_Items listed in a dataset_
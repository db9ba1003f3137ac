//! Lobby actor implementation
//!
//! The central actor that owns all shared state: the client registry and the
//! room registry. Every state transition goes through `Lobby::run`, which
//! processes exactly one event at a time, so no locks are needed anywhere.
//!
//! Everything else in the process (read loops, write loops, relays, expiry
//! timers) only moves data through channels into or out of this loop.
//! Delivery awaits each recipient's bounded outbound queue, so one client
//! that stops reading can stall the whole lobby; the queue bound adds slack
//! but does not shed load.

use std::collections::HashMap;

use tokio::sync::mpsc;
use tokio::time::Instant;
use tracing::{debug, info};

use crate::client::Client;
use crate::command::Command;
use crate::message::Message;
use crate::room::Room;
use crate::types::ClientId;

/// Hard cap on concurrently connected clients
pub const MAX_CLIENTS: usize = 10;

/// First line every admitted client receives
pub const MSG_CONNECT: &str = "Welcome to the server! Type \"/help\" to get a list of commands.\n";

pub const ERROR_SEND: &str = "Error: You cannot send messages in the lobby.\n";
pub const ERROR_CREATE: &str = "Error: A chat room with that name already exists.\n";
pub const ERROR_JOIN: &str = "Error: A chat room with that name does not exist.\n";
pub const ERROR_LEAVE: &str = "Error: You cannot leave the lobby.\n";

pub const NOTICE_DELETE: &str = "Notice: Chat room is inactive and being deleted.\n";

const HELP_LINES: [&str; 7] = [
    "/help - lists all commands\n",
    "/list - lists all chat rooms\n",
    "/create foo - creates a chat room named foo\n",
    "/join foo - joins a chat room named foo\n",
    "/leave - leaves the current chat room\n",
    "/name foo - changes your name to foo\n",
    "/quit - quits the program\n",
];

/// Room-wide notice that a client joined
pub fn notice_joined(name: &str) -> String {
    format!("Notice: \"{name}\" joined the chat room.\n")
}

/// Room-wide notice that a client left
pub fn notice_left(name: &str) -> String {
    format!("Notice: \"{name}\" left the chat room.\n")
}

/// Room-wide rename notice, addressed with the old name
pub fn notice_renamed(old: &str, new: &str) -> String {
    format!("Notice: \"{old}\" changed their name to \"{new}\".\n")
}

/// Personal rename acknowledgement for a roomless client
pub fn notice_name_changed(new: &str) -> String {
    format!("Notice: Changed name to \"{new}\".\n")
}

/// Personal acknowledgement that a room was created
pub fn notice_created(name: &str) -> String {
    format!("Notice: Created chat room \"{name}\".\n")
}

/// Events multiplexed into the lobby's dispatch loop
#[derive(Debug)]
pub enum LobbyEvent {
    /// New connection asking to be admitted. Carries the registry handle and
    /// the receiving end of the connection's inbound queue.
    Join {
        client: Client,
        inbound: mpsc::Receiver<Message>,
    },
    /// A parsed line from some connected client
    Incoming(Message),
    /// A client's inbound queue closed: its connection is gone
    Leave { client_id: ClientId },
    /// One-shot expiry wake-up for the named room
    Expire { room: String },
}

/// The lobby actor
///
/// Owns the client and room registries and a clone of its own event sender,
/// which admission relays and expiry timers feed back into.
pub struct Lobby {
    /// All connected clients: ClientId -> Client
    clients: HashMap<ClientId, Client>,
    /// All current rooms, keyed by their unique names
    rooms: HashMap<String, Room>,
    /// Event sender handed to relays and expiry timers
    events: mpsc::Sender<LobbyEvent>,
    /// Event receiver drained by `run`
    receiver: mpsc::Receiver<LobbyEvent>,
}

impl Lobby {
    /// Create a new lobby around the given event channel
    pub fn new(events: mpsc::Sender<LobbyEvent>, receiver: mpsc::Receiver<LobbyEvent>) -> Self {
        Self {
            clients: HashMap::new(),
            rooms: HashMap::new(),
            events,
            receiver,
        }
    }

    /// Run the lobby event loop
    ///
    /// Continuously receives and processes events until all senders are
    /// dropped. This loop is the only place registry state is mutated.
    pub async fn run(mut self) {
        info!("Lobby started");

        while let Some(event) = self.receiver.recv().await {
            self.handle_event(event).await;
        }

        info!("Lobby shutting down");
    }

    /// Process a single event
    async fn handle_event(&mut self, event: LobbyEvent) {
        match event {
            LobbyEvent::Join { client, inbound } => {
                self.handle_join(client, inbound).await;
            }
            LobbyEvent::Incoming(message) => {
                self.handle_incoming(message).await;
            }
            LobbyEvent::Leave { client_id } => {
                self.handle_leave(client_id).await;
            }
            LobbyEvent::Expire { room } => {
                self.handle_expire(room).await;
            }
        }
    }

    /// Admit a new connection, or reject it when at capacity.
    ///
    /// Rejection closes the connection without any in-protocol message and
    /// without registering the client. Admission sends the welcome line and
    /// spawns the relay that pipes the client's inbound queue into the event
    /// channel; when that queue closes, the relay raises `Leave`.
    async fn handle_join(&mut self, client: Client, mut inbound: mpsc::Receiver<Message>) {
        if self.clients.len() >= MAX_CLIENTS {
            info!("Client {} rejected, server full", client.id);
            client.quit();
            return;
        }

        let client_id = client.id;
        let _ = client.send(MSG_CONNECT.to_string()).await;
        self.clients.insert(client_id, client);
        info!("Client {} admitted ({} connected)", client_id, self.clients.len());

        let events = self.events.clone();
        tokio::spawn(async move {
            while let Some(message) = inbound.recv().await {
                if events.send(LobbyEvent::Incoming(message)).await.is_err() {
                    return;
                }
            }
            let _ = events.send(LobbyEvent::Leave { client_id }).await;
        });
    }

    /// Tear down a disconnected client: leave its room (with the usual
    /// notice), drop it from the registry. Dropping the handle closes the
    /// outbound queue; the write loop drains what is buffered and exits.
    async fn handle_leave(&mut self, client_id: ClientId) {
        let room_name = self
            .clients
            .get(&client_id)
            .and_then(|client| client.room.clone());
        if let Some(room_name) = room_name {
            self.room_leave(&room_name, client_id).await;
        }

        if self.clients.remove(&client_id).is_some() {
            info!("Client {} disconnected ({} connected)", client_id, self.clients.len());
        }
    }

    /// Classify one inbound line and act on it
    async fn handle_incoming(&mut self, message: Message) {
        // The sender may have disconnected between read and dispatch
        if !self.clients.contains_key(&message.sender) {
            return;
        }

        match Command::parse(&message.text) {
            Command::Create(name) => self.create_room(message.sender, name).await,
            Command::List => self.list_rooms(message.sender).await,
            Command::Join(name) => self.join_room(message.sender, name).await,
            Command::Leave => self.leave_room(message.sender).await,
            Command::Name(name) => self.change_name(message.sender, name).await,
            Command::Help => self.help(message.sender).await,
            Command::Quit => self.quit(message.sender),
            Command::Chat(_) => self.send_message(message).await,
        }
    }

    /// Broadcast a chat line to the sender's room, or complain to the sender
    async fn send_message(&mut self, message: Message) {
        let Some(client) = self.clients.get(&message.sender) else {
            return;
        };
        let Some(room_name) = client.room.clone() else {
            let _ = client.send(ERROR_SEND.to_string()).await;
            debug!("Client {} tried to send a message in the lobby", message.sender);
            return;
        };

        let line = message.render(&client.name);
        if let Some(room) = self.rooms.get_mut(&room_name) {
            room.broadcast(line, &self.clients).await;
            debug!("Client {} sent a message to {}", message.sender, room_name);
        }
    }

    /// Create a room, unless the name is already taken
    async fn create_room(&mut self, sender: ClientId, name: String) {
        let Some(client) = self.clients.get(&sender) else {
            return;
        };
        if self.rooms.contains_key(&name) {
            let _ = client.send(ERROR_CREATE.to_string()).await;
            debug!("Client {} tried to create duplicate room {:?}", sender, name);
            return;
        }

        let room = Room::new(name.clone());
        self.schedule_expiry(name.clone(), room.expiry());
        let _ = client.send(notice_created(&name)).await;
        info!("Client {} created room {:?}", sender, name);
        self.rooms.insert(name, room);
    }

    /// Join a room, leaving the current one first if necessary.
    ///
    /// The joiner gets the room's full history in order, then is added as a
    /// member, then the join notice is broadcast (so the joiner sees its own
    /// arrival, but exactly once).
    async fn join_room(&mut self, sender: ClientId, name: String) {
        if !self.rooms.contains_key(&name) {
            if let Some(client) = self.clients.get(&sender) {
                let _ = client.send(ERROR_JOIN.to_string()).await;
            }
            debug!("Client {} tried to join missing room {:?}", sender, name);
            return;
        }

        let current = self
            .clients
            .get(&sender)
            .and_then(|client| client.room.clone());
        if current.is_some() {
            self.leave_room(sender).await;
        }

        let joiner_name;
        {
            let Some(client) = self.clients.get_mut(&sender) else {
                return;
            };
            client.room = Some(name.clone());
            joiner_name = client.name.clone();
            if let Some(room) = self.rooms.get(&name) {
                for line in room.history() {
                    let _ = client.send(line.clone()).await;
                }
            }
        }

        if let Some(room) = self.rooms.get_mut(&name) {
            room.add_member(sender);
            room.broadcast(notice_joined(&joiner_name), &self.clients).await;
        }
        info!("Client {} joined room {:?}", sender, name);
    }

    /// Leave the current room, or complain if there is none
    async fn leave_room(&mut self, sender: ClientId) {
        let Some(client) = self.clients.get(&sender) else {
            return;
        };
        let Some(room_name) = client.room.clone() else {
            let _ = client.send(ERROR_LEAVE.to_string()).await;
            debug!("Client {} tried to leave the lobby", sender);
            return;
        };

        self.room_leave(&room_name, sender).await;
        info!("Client {} left room {:?}", sender, room_name);
    }

    /// Shared leave path: broadcast the notice while the leaver is still a
    /// member (so it hears its own departure), then remove it and clear the
    /// back-reference.
    async fn room_leave(&mut self, room_name: &str, client_id: ClientId) {
        let Some(leaver_name) = self.clients.get(&client_id).map(|c| c.name.clone()) else {
            return;
        };

        if let Some(room) = self.rooms.get_mut(room_name) {
            room.broadcast(notice_left(&leaver_name), &self.clients).await;
            room.remove_member(client_id);
        }
        if let Some(client) = self.clients.get_mut(&client_id) {
            client.room = None;
        }
    }

    /// Change the client's display name.
    ///
    /// In a room the rename notice is broadcast addressed with the *old*
    /// name; roomless clients get a personal acknowledgement. The name is
    /// set unconditionally afterwards.
    async fn change_name(&mut self, sender: ClientId, new_name: String) {
        let Some(client) = self.clients.get(&sender) else {
            return;
        };

        match client.room.clone() {
            None => {
                let _ = client.send(notice_name_changed(&new_name)).await;
            }
            Some(room_name) => {
                let old_name = client.name.clone();
                if let Some(room) = self.rooms.get_mut(&room_name) {
                    room.broadcast(notice_renamed(&old_name, &new_name), &self.clients)
                        .await;
                }
            }
        }

        if let Some(client) = self.clients.get_mut(&sender) {
            debug!("Client {} changed name to {:?}", sender, new_name);
            client.name = new_name;
        }
    }

    /// Send the client the current room names, one per line
    async fn list_rooms(&mut self, sender: ClientId) {
        let Some(client) = self.clients.get(&sender) else {
            return;
        };

        let _ = client.send("\n".to_string()).await;
        let _ = client.send("Chat Rooms:\n".to_string()).await;
        for name in self.rooms.keys() {
            let _ = client.send(format!("{name}\n")).await;
        }
        let _ = client.send("\n".to_string()).await;
    }

    /// Send the client the static command summary
    async fn help(&mut self, sender: ClientId) {
        let Some(client) = self.clients.get(&sender) else {
            return;
        };

        let _ = client.send("\n".to_string()).await;
        let _ = client.send("Commands:\n".to_string()).await;
        for line in HELP_LINES {
            let _ = client.send(line.to_string()).await;
        }
        let _ = client.send("\n".to_string()).await;
    }

    /// Close the client's transport. The read loop exits, its inbound queue
    /// closes, and the relay raises `Leave`: the one teardown path shared
    /// with involuntary disconnects.
    fn quit(&self, sender: ClientId) {
        if let Some(client) = self.clients.get(&sender) {
            client.quit();
        }
    }

    /// Expiry wake-up: delete the room if its deadline has truly passed,
    /// otherwise re-arm a one-shot timer at the current deadline. Timers are
    /// never canceled; a stale wake-up is simply re-evaluated here.
    async fn handle_expire(&mut self, room_name: String) {
        let Some(room) = self.rooms.get(&room_name) else {
            return;
        };

        let deadline = room.expiry();
        if deadline > Instant::now() {
            debug!("Room {:?} still active, expiry rescheduled", room_name);
            self.schedule_expiry(room_name, deadline);
            return;
        }

        if let Some(room) = self.rooms.get_mut(&room_name) {
            room.broadcast(NOTICE_DELETE.to_string(), &self.clients).await;
            let members = room.members().to_vec();
            for id in members {
                if let Some(client) = self.clients.get_mut(&id) {
                    client.room = None;
                }
            }
        }
        self.rooms.remove(&room_name);
        info!("Deleted idle room {:?}", room_name);
    }

    /// Arm a one-shot wake-up that raises `Expire` for the room at the given
    /// deadline
    fn schedule_expiry(&self, room_name: String, deadline: Instant) {
        let events = self.events.clone();
        tokio::spawn(async move {
            tokio::time::sleep_until(deadline).await;
            let _ = events.send(LobbyEvent::Expire { room: room_name }).await;
        });
    }
}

_Task brief_
In the entries above, identify every line with the word "lists". Copy those lines.

_Reply_
    "/help - lists all commands\n",
    "/list - lists all chat rooms\n",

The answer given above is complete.